The Tribunal’s analysis in Michael Anthony Lee-Chin v. Dominican Republic failed to adequately remedy the clear tension between the state’s public purpose and treaty adherence. The Tribunal justified its award by stating that while the Dominican Republic’s “intervention…may well have been justified, inter alia, by environmental considerations,” the Tribunal was still not “persuaded that the current circumstances in the landfill could be used to show that the State’s actions served a public purpose.” The core issue of the case, however, occurred long before the ICSID award. The CARICOM-Dominican Republic FTA needed more public interest exceptions incorporated into its language to better protect the Dominican Republic’s regulatory liberty. Because the FTA lacked sufficient public interest exceptions, the Tribunal drew its own legal conclusions regarding the expropriation rather than defer to the Dominican Republic’s Ministry of the Environment and the Ministry of Public Health declaration of an “environmental and health emergency at the Duquesa Landfill.” Public interest exceptions are a foundational feature in modern treaties because they eliminate the likelihood of a state being forced to p​​rioritize matters, including environmental protection, over trade agreement provisions.

The absence of sufficient public interest exceptions in FTAs is an issue shared by most host states, not just the Dominican Republic. Awards, such as the one granted to Lee-Chin, would look drastically different if states were to reclaim their “regulatory autonomy and legitimate regulatory space by narrowing down and particularizing treaty guarantees” when drafting FTAs. Legal scholars have proffered many solutions, but expediting this reconceptualization of FTAs may be possible if forthcoming FTAs build upon existing frameworks, such as Article XX of the General Agreement on Tariffs and Trade (“GATT”). The GATT features a list of ten exceptions, which seeks to govern international trade by promoting public interest regulation without disconcerting investors. Alternatively, states could draw inspiration from the public interest protection language in the Comprehensive Economic and Trade Agreement between Canada and the European Union (“CETA”), which allows states to regulate for “legitimate policy objectives,” including environmental concerns. States need to safeguard their regulatory liberty by incorporating such exceptions during the drafting of FTAs because, unlike private investors, forcing states to adhere to a trade agreement provision that undermines public interest regulation may result in domestic and international consequences.

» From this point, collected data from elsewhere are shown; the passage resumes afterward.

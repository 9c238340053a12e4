//! Payload constraints enforced before a feed reaches the analysis core.

use std::sync::LazyLock;

use regex::Regex;
use thiserror::Error;

use super::{FeedRequest, Message};

pub const MAX_CONTENT_CHARS: usize = 280;

static USER_ID_PATTERN: LazyLock<Regex> = LazyLock::new(|| {
    Regex::new(r"(?i)^user_[a-z0-9_À-ÿ\x{0300}-\x{036f}]{3,}$")
        .expect("user id pattern is a valid regex")
});

#[derive(Error, Debug)]
pub enum ValidationError {
    #[error("malformed request body: {0}")]
    Malformed(#[from] serde_json::Error),

    #[error("message {id}: content exceeds {max} characters ({len})", max = MAX_CONTENT_CHARS)]
    ContentTooLong { id: String, len: usize },

    #[error("message {id}: invalid user_id {user_id:?}")]
    InvalidUserId { id: String, user_id: String },

    #[error("message {id}: hashtag {tag:?} must start with '#'")]
    InvalidHashtag { id: String, tag: String },

    #[error("time_window_minutes must be positive, got {0}")]
    NonPositiveWindow(i64),
}

/// Decodes and validates a raw `POST /analyze-feed` body.
pub fn parse_feed_request(body: &str) -> Result<FeedRequest, ValidationError> {
    let request: FeedRequest = serde_json::from_str(body)?;
    validate_feed_request(&request)?;
    Ok(request)
}

pub fn validate_feed_request(request: &FeedRequest) -> Result<(), ValidationError> {
    if request.time_window_minutes <= 0 {
        return Err(ValidationError::NonPositiveWindow(
            request.time_window_minutes,
        ));
    }
    request.messages.iter().try_for_each(validate_message)
}

pub fn validate_message(message: &Message) -> Result<(), ValidationError> {
    let len = message.content.chars().count();
    if len > MAX_CONTENT_CHARS {
        return Err(ValidationError::ContentTooLong {
            id: message.id.clone(),
            len,
        });
    }

    if !USER_ID_PATTERN.is_match(&message.user_id) {
        return Err(ValidationError::InvalidUserId {
            id: message.id.clone(),
            user_id: message.user_id.clone(),
        });
    }

    if let Some(tag) = message.hashtags.iter().find(|tag| !tag.starts_with('#')) {
        return Err(ValidationError::InvalidHashtag {
            id: message.id.clone(),
            tag: tag.clone(),
        });
    }

    Ok(())
}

A trade agreement provision that infringes upon a state’s regulatory liberty may force the state to navigate a complex legal landscape in which commitments to domestic and international audiences directly conflict with their need to adhere to the provision.

Savannah Kelly

In closing, public interest carve-outs in FTAs may provide states with the opportunity to protect public interests without compromising the ambitions of investors. Incorporating exceptions into treaties, as evidenced in the GATT and CETA, broadens rights and rebalances obligations. Correspondingly, states must keep public interest exceptions in contemplation when drafting future FTAs to embrace such benefits. Michael Anthony Lee-Chin v. Dominican Republic is a prime example of the consequences that may follow a state in the absence of exceptions. But for the lack of these exceptions in the CARICOM-Dominican Republic FTA, the Tribunal’s analysis may have yielded a different legal conclusion, perhaps one that would not have penalized the Dominican Republic for prioritizing its environmental concerns. States should not solely contemplate the consequences of foreign investments when regulating matters of public interest like environmental protection.